I flipped through the last few pages, not really seeing the text my eyes were scanning over. "There were seven missing persons cases, you said?"
"Yes," he said. "These three, never solved. Three more who also had an association with this address. You know that plaque out front that says charm school? Apparently that was still a thing in 1968. From the looks of that plaque I always thought it was a lot longer ago than that, but I guess not."
"Patricia Dougherty, Debra St. John and Linda Sasse," I said, finding names on the appropriate forms.
"And Zenobia Weekes," Nick said, pointing to something deeper in the pile of papers. "She was reported missing but turned up here a month later, said she was never gone. I guess she didn't answer the door when the police knocked.”
"She might have been busy," I said.
"Does this help?
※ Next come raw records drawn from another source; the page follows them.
//! Application state.

use pagecast_core::{JobQueue, ObjectStore, StatusStore};
use std::path::PathBuf;
use std::sync::Arc;

use crate::services::IngestService;

/// Shared application state.
#[derive(Clone)]
pub struct AppState {
    pub status: Arc<dyn StatusStore>,
    pub ingest: Arc<IngestService>,
}

impl AppState {
    pub fn new(
        store: Arc<dyn ObjectStore>,
        queue: Arc<dyn JobQueue>,
        status: Arc<dyn StatusStore>,
        clone_root: impl Into<PathBuf>,
    ) -> Self {
        let ingest = Arc::new(IngestService::new(store, queue, status.clone(), clone_root));
        Self { status, ingest }
    }
}
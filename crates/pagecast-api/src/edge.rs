//! Edge file server.
//!
//! Serves `{site}/_static/{path}` for requests to `{site}.<any domain>`.

use axum::Router;
use axum::extract::State;
use axum::http::header::{CONTENT_TYPE, HOST};
use axum::http::{HeaderMap, StatusCode, Uri};
use axum::response::{IntoResponse, Response};
use pagecast_core::artifact::static_key;
use pagecast_core::{JobId, ObjectStore, content_type_for};
use std::sync::Arc;
use tracing::debug;

use crate::error::ApiError;

const INDEX: &str = "index.html";

pub fn router(store: Arc<dyn ObjectStore>) -> Router {
    Router::new().fallback(serve_file).with_state(store)
}

async fn serve_file(
    State(store): State<Arc<dyn ObjectStore>>,
    headers: HeaderMap,
    uri: Uri,
) -> Result<Response, ApiError> {
    let host = headers
        .get(HOST)
        .and_then(|h| h.to_str().ok())
        .or_else(|| uri.host())
        .unwrap_or_default();
    let site = site_label(host)
        .ok_or_else(|| ApiError::BadRequest("missing site id in Host header".to_string()))?;
    let job_id = JobId::parse(site)?;

    let path = request_path(uri.path())?;
    let key = static_key(&job_id, &path);
    debug!(key = %key, "Serving edge request");

    let object = store.get(&key).await.map_err(|e| {
        if e.is_not_found() {
            ApiError::NotFound(format!("{} not found", path))
        } else {
            e.into()
        }
    })?;

    Ok((
        StatusCode::OK,
        [(CONTENT_TYPE, content_type_for(&path))],
        object.data,
    )
        .into_response())
}

/// First DNS label of a `Host` value, without the port.
fn site_label(host: &str) -> Option<&str> {
    let hostname = host.split(':').next().unwrap_or_default();
    let label = hostname.split('.').next().unwrap_or_default().trim();
    (!label.is_empty()).then_some(label)
}

/// Object path for a request path: decoded, relative, with index files filled in.
///
/// Dot segments, empty interior segments and backslashes are rejected so the
/// key always stays under the site's `_static/` prefix.
fn request_path(raw: &str) -> Result<String, ApiError> {
    let decoded = urlencoding::decode(raw)
        .map_err(|e| ApiError::BadRequest(format!("invalid path encoding: {}", e)))?;
    let mut path = decoded.trim_start_matches('/').to_string();

    let segments: Vec<&str> = path.split('/').collect();
    let last = segments.len() - 1;
    for (i, segment) in segments.iter().enumerate() {
        let empty_interior = segment.is_empty() && i != last;
        if empty_interior || *segment == "." || *segment == ".." || segment.contains('\\') {
            return Err(ApiError::BadRequest(format!("invalid path {:?}", raw)));
        }
    }
    if path.is_empty() || path.ends_with('/') {
        path.push_str(INDEX);
    }
    Ok(path)
}
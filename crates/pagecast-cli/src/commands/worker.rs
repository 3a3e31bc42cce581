//! The long-running deployment worker.

use anyhow::{Context, Result};
use pagecast_builder::NpmBuilder;
use pagecast_config::SystemConfig;
use pagecast_db::{PgJobQueue, PgStatusStore, create_pool};
use pagecast_scheduler::{DeploymentPipeline, SyncEngine, Worker};
use std::path::Path;
use std::sync::Arc;
use tokio_util::sync::CancellationToken;
use tracing::info;

/// Claims are refreshed this many times per visibility timeout.
const HEARTBEATS_PER_TIMEOUT: u32 = 4;

pub async fn run(
    config: Option<&Path>,
    id: Option<String>,
    keep_workspace: bool,
    keep_failed_workspace: bool,
) -> Result<()> {
    let config = SystemConfig::load(config)?;
    let store = pagecast_storage::from_config(&config.storage)?;
    info!(storage = store.name(), "Object store ready");

    let pool = create_pool(&config.queue.database_url)
        .await
        .context("Failed to connect to database")?;

    let mut queue = PgJobQueue::new(pool.clone(), config.queue.poll_interval);
    if let Some(id) = id {
        queue = queue.with_worker_id(id);
    }
    let worker_id = queue.worker_id().to_string();

    let requeued = queue
        .requeue_stale(config.queue.visibility_timeout)
        .await
        .context("Failed to requeue stale claims")?;
    if requeued > 0 {
        info!(count = requeued, "Requeued stale jobs");
    }

    tokio::fs::create_dir_all(&config.worker.workspace)
        .await
        .with_context(|| format!("Failed to create {}", config.worker.workspace.display()))?;

    let builder = NpmBuilder::new(&config.worker.npm).with_timeout(config.worker.build_timeout);
    let sync = SyncEngine::new(store, config.worker.workspace.clone())
        .with_concurrency(config.worker.transfer_concurrency);
    let pipeline = DeploymentPipeline::new(
        sync,
        Arc::new(builder),
        Arc::new(PgStatusStore::new(pool)),
    )
    .keep_workspace(keep_workspace)
    .keep_failed_workspace(keep_failed_workspace);

    let worker = Worker::new(worker_id, Arc::new(queue), Arc::new(pipeline))
        .with_retry_delay(config.worker.retry_delay)
        .with_heartbeat_interval(config.queue.visibility_timeout / HEARTBEATS_PER_TIMEOUT);

    let shutdown = CancellationToken::new();
    tokio::spawn({
        let shutdown = shutdown.clone();
        async move {
            if tokio::signal::ctrl_c().await.is_ok() {
                info!("Shutdown requested, finishing current job");
            }
            shutdown.cancel();
        }
    });

    worker.run(shutdown).await;
    info!("Worker stopped");
    Ok(())
}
Whatever you're working on?" he asked.
"I think it does," I said and mustered up as much of a smile as I could manage. "Thanks."
"I can keep digging for more," he offered. "You might want to give me a few hints as to what you're looking for, though, so I don't tear off in the wrong direction."
It would be easier not to tell him. I hated how it felt like I was testing him every time I made any reference to magic.
But maybe that was why he had come. He wanted to test himself.
I flipped back through the folder and dug out the picture of my mother in the back of the ambulance.
"This is my mother," I said. "Kathleen Stinson. Sorry, Olgesen. I'm still getting used to all the names."
"Okay," he said cautiously, taking the photo from me to look at it more closely. "She does look like you." I could see it in his face, the question he was about to ask, but I pointed at the picture again, at the baby bump just barely visible under the folds of blanket.